UN R157 Amended to Expand L3 Usage

Besides, it is obviously not for city and not NOA kind of feature. It’s a simple lane keeping with TACC (may be lane change to go ahead of the slower traffic?).
True, but Tesla does not pay for any damages at any speed, high or low, on highways or summoning garage/parking lot, while Mercedes does while under its L3 parameters (pre-mapped highways, 40 MPH...)
 
Wrong. The 40mph being “regulatory” is only for EU.

Besides, it is obviously not for city and not NOA kind of feature. It’s a simple lane keeping with TACC (may be lane change to go ahead of the slower traffic?).
Point is Merc is doing it responsibly. They don't charge people for what doesn't exist, and they restrict the car to 40mph because, I guess, this is what they are comfortable with at the moment. They have reputation to uphold. When they are sure they can push it to 60, 80, etc, they will do that.

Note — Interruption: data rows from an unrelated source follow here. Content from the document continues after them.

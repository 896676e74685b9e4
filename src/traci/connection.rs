//! Request/response exchange with a TraCI server
//!
//! Every request is a message with a single command. The server answers with
//! a status command for it, optionally followed by a response command.

use log::debug;
use std::io::{Read, Write};

use crate::engine::{EngineError, SubscriptionRequest, SubscriptionResults, TraciValue};

use super::constants::{
    CMD_GETVERSION, CMD_GET_VEHICLE_VARIABLE, CMD_SIMSTEP, CMD_SUBSCRIBE_SIM_VARIABLE,
    RESPONSE_GET_VEHICLE_VARIABLE, RESPONSE_SUBSCRIBE_SIM_VARIABLE, RTYPE_ERR,
    RTYPE_NOTIMPLEMENTED, RTYPE_OK,
};
use super::storage::{encode_command, encode_message, Reader, Storage};

/// Object id of the simulation itself in simulation-domain commands
const SIMULATION_OBJECT_ID: &str = "";

/// A TraCI client over any byte stream
pub struct TraciConnection<S> {
    stream: S,
}

impl<S: Read + Write> TraciConnection<S> {
    pub fn new(stream: S) -> Self {
        Self { stream }
    }

    pub fn get_ref(&self) -> &S {
        &self.stream
    }

    /// Query the server's API version and identifier string
    pub fn get_version(&mut self) -> Result<(i32, String), EngineError> {
        let body = self.exchange(CMD_GETVERSION, &[])?;
        let mut reader = Reader::new(&body);
        let mut content = expect_response(&mut reader, CMD_GETVERSION)?;
        let api_version = content.read_i32()?;
        let identifier = content.read_string()?;
        Ok((api_version, identifier))
    }

    /// Advance the simulation. A target time of 0 performs exactly one step.
    /// Returns the simulation-variable subscription values carried by the
    /// step response.
    pub fn simulation_step(&mut self, target_time: f64) -> Result<SubscriptionResults, EngineError> {
        let mut content = Storage::new();
        content.write_f64(target_time);
        let body = self.exchange(CMD_SIMSTEP, content.as_bytes())?;

        let mut reader = Reader::new(&body);
        let count = reader.read_i32()?;
        let mut results = SubscriptionResults::new();
        for _ in 0..count {
            let (response_id, content) = reader.read_command()?;
            if response_id == RESPONSE_SUBSCRIBE_SIM_VARIABLE {
                results.extend(parse_subscription_response(content)?);
            } else {
                debug!(
                    "Ignoring subscription response 0x{:02x} ({} bytes)",
                    response_id,
                    content.remaining()
                );
            }
        }
        Ok(results)
    }

    /// Subscribe to simulation-level variables. Returns the values the
    /// server reports at subscription time.
    pub fn subscribe_simulation(
        &mut self,
        request: &SubscriptionRequest,
    ) -> Result<SubscriptionResults, EngineError> {
        let variable_count = u8::try_from(request.variables.len()).map_err(|_| {
            EngineError::Protocol(format!(
                "cannot subscribe to {} variables in one command",
                request.variables.len()
            ))
        })?;

        let mut content = Storage::new();
        content.write_f64(request.begin);
        content.write_f64(request.end);
        content.write_string(SIMULATION_OBJECT_ID);
        content.write_u8(variable_count);
        for variable in &request.variables {
            content.write_u8(*variable);
        }
        let body = self.exchange(CMD_SUBSCRIBE_SIM_VARIABLE, content.as_bytes())?;

        let mut reader = Reader::new(&body);
        if reader.is_empty() {
            return Ok(SubscriptionResults::new());
        }
        let content = expect_response(&mut reader, CMD_SUBSCRIBE_SIM_VARIABLE)?;
        parse_subscription_response(content)
    }

    /// Read one variable of one vehicle (`""` for domain-wide variables such
    /// as the id list)
    pub fn get_vehicle_variable(
        &mut self,
        variable: u8,
        vehicle_id: &str,
    ) -> Result<TraciValue, EngineError> {
        let mut content = Storage::new();
        content.write_u8(variable);
        content.write_string(vehicle_id);
        let body = self.exchange(CMD_GET_VEHICLE_VARIABLE, content.as_bytes())?;

        let mut reader = Reader::new(&body);
        let mut content = expect_response(&mut reader, CMD_GET_VEHICLE_VARIABLE)?;
        let returned_variable = content.read_u8()?;
        if returned_variable != variable {
            return Err(EngineError::Protocol(format!(
                "asked for variable 0x{:02x}, got 0x{:02x}",
                variable, returned_variable
            )));
        }
        let _object_id = content.read_string()?;
        content.read_value()
    }

    /// Send one command and return the message body following its status
    fn exchange(&mut self, command_id: u8, content: &[u8]) -> Result<Vec<u8>, EngineError> {
        let message = encode_message(&[encode_command(command_id, content)]);
        self.stream.write_all(&message)?;
        self.stream.flush()?;

        let mut body = self.receive()?;
        let status_len = {
            let mut reader = Reader::new(&body);
            check_status(&mut reader, command_id)?;
            reader.position()
        };
        Ok(body.split_off(status_len))
    }

    fn receive(&mut self) -> Result<Vec<u8>, EngineError> {
        let mut header = [0u8; 4];
        self.stream.read_exact(&mut header)?;
        let total_len = i32::from_be_bytes(header);
        let body_len = usize::try_from(total_len)
            .ok()
            .and_then(|len| len.checked_sub(header.len()))
            .ok_or_else(|| EngineError::Protocol(format!("invalid message length {}", total_len)))?;
        let mut body = vec![0u8; body_len];
        self.stream.read_exact(&mut body)?;
        Ok(body)
    }
}

fn check_status(reader: &mut Reader<'_>, command_id: u8) -> Result<(), EngineError> {
    let (status_id, mut status) = reader.read_command()?;
    if status_id != command_id {
        return Err(EngineError::Protocol(format!(
            "status for command 0x{:02x} while waiting for 0x{:02x}",
            status_id, command_id
        )));
    }
    let result = status.read_u8()?;
    let description = status.read_string()?;
    match result {
        RTYPE_OK => Ok(()),
        RTYPE_NOTIMPLEMENTED => Err(EngineError::CommandFailed {
            command: command_id,
            description: format!("not implemented: {}", description),
        }),
        RTYPE_ERR => Err(EngineError::CommandFailed {
            command: command_id,
            description,
        }),
        other => Err(EngineError::Protocol(format!(
            "unknown status 0x{:02x} for command 0x{:02x}",
            other, command_id
        ))),
    }
}

/// Read the response command for `command_id` (request id plus the response
/// offset, except for version queries which answer with the same id)
fn expect_response<'a>(reader: &mut Reader<'a>, command_id: u8) -> Result<Reader<'a>, EngineError> {
    let expected = match command_id {
        CMD_GETVERSION => CMD_GETVERSION,
        CMD_GET_VEHICLE_VARIABLE => RESPONSE_GET_VEHICLE_VARIABLE,
        CMD_SUBSCRIBE_SIM_VARIABLE => RESPONSE_SUBSCRIBE_SIM_VARIABLE,
        other => other,
    };
    let (response_id, content) = reader.read_command()?;
    if response_id != expected {
        return Err(EngineError::Protocol(format!(
            "expected response 0x{:02x}, got 0x{:02x}",
            expected, response_id
        )));
    }
    Ok(content)
}

fn parse_subscription_response(mut content: Reader<'_>) -> Result<SubscriptionResults, EngineError> {
    let _object_id = content.read_string()?;
    let count = content.read_u8()?;
    let mut results = SubscriptionResults::with_capacity(count as usize);
    for _ in 0..count {
        let variable = content.read_u8()?;
        let status = content.read_u8()?;
        let value = content.read_value()?;
        if status != RTYPE_OK {
            return Err(EngineError::CommandFailed {
                command: CMD_SUBSCRIBE_SIM_VARIABLE,
                description: format!("variable 0x{:02x}: {}", variable, value),
            });
        }
        results.push((variable, value));
    }
    Ok(results)
}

Contrast this with the fake it till you make it approach, except it's not some kind of software or magical medical device which, if it doesn't work, doesn't really hurt anybody (other than a few investors who are there to take risks anyway). Here it's the gullible who finance it, and the general public that bears the risks.
 
Wayve CEO shared this clip from their simulation to demonstrate their AI. The simulated Wayve car brakes to avoid hitting the green car that suddenly turned in front of it. He says it was safe. But I don't agree. It was a very close call. Also, you cannot assume the simulation accurately reflects what would have happened in the real world. A real human driver in the green car might not have behaved like in the sim. So I don't think we can trust this sim as proof that Wayve would handle it safely.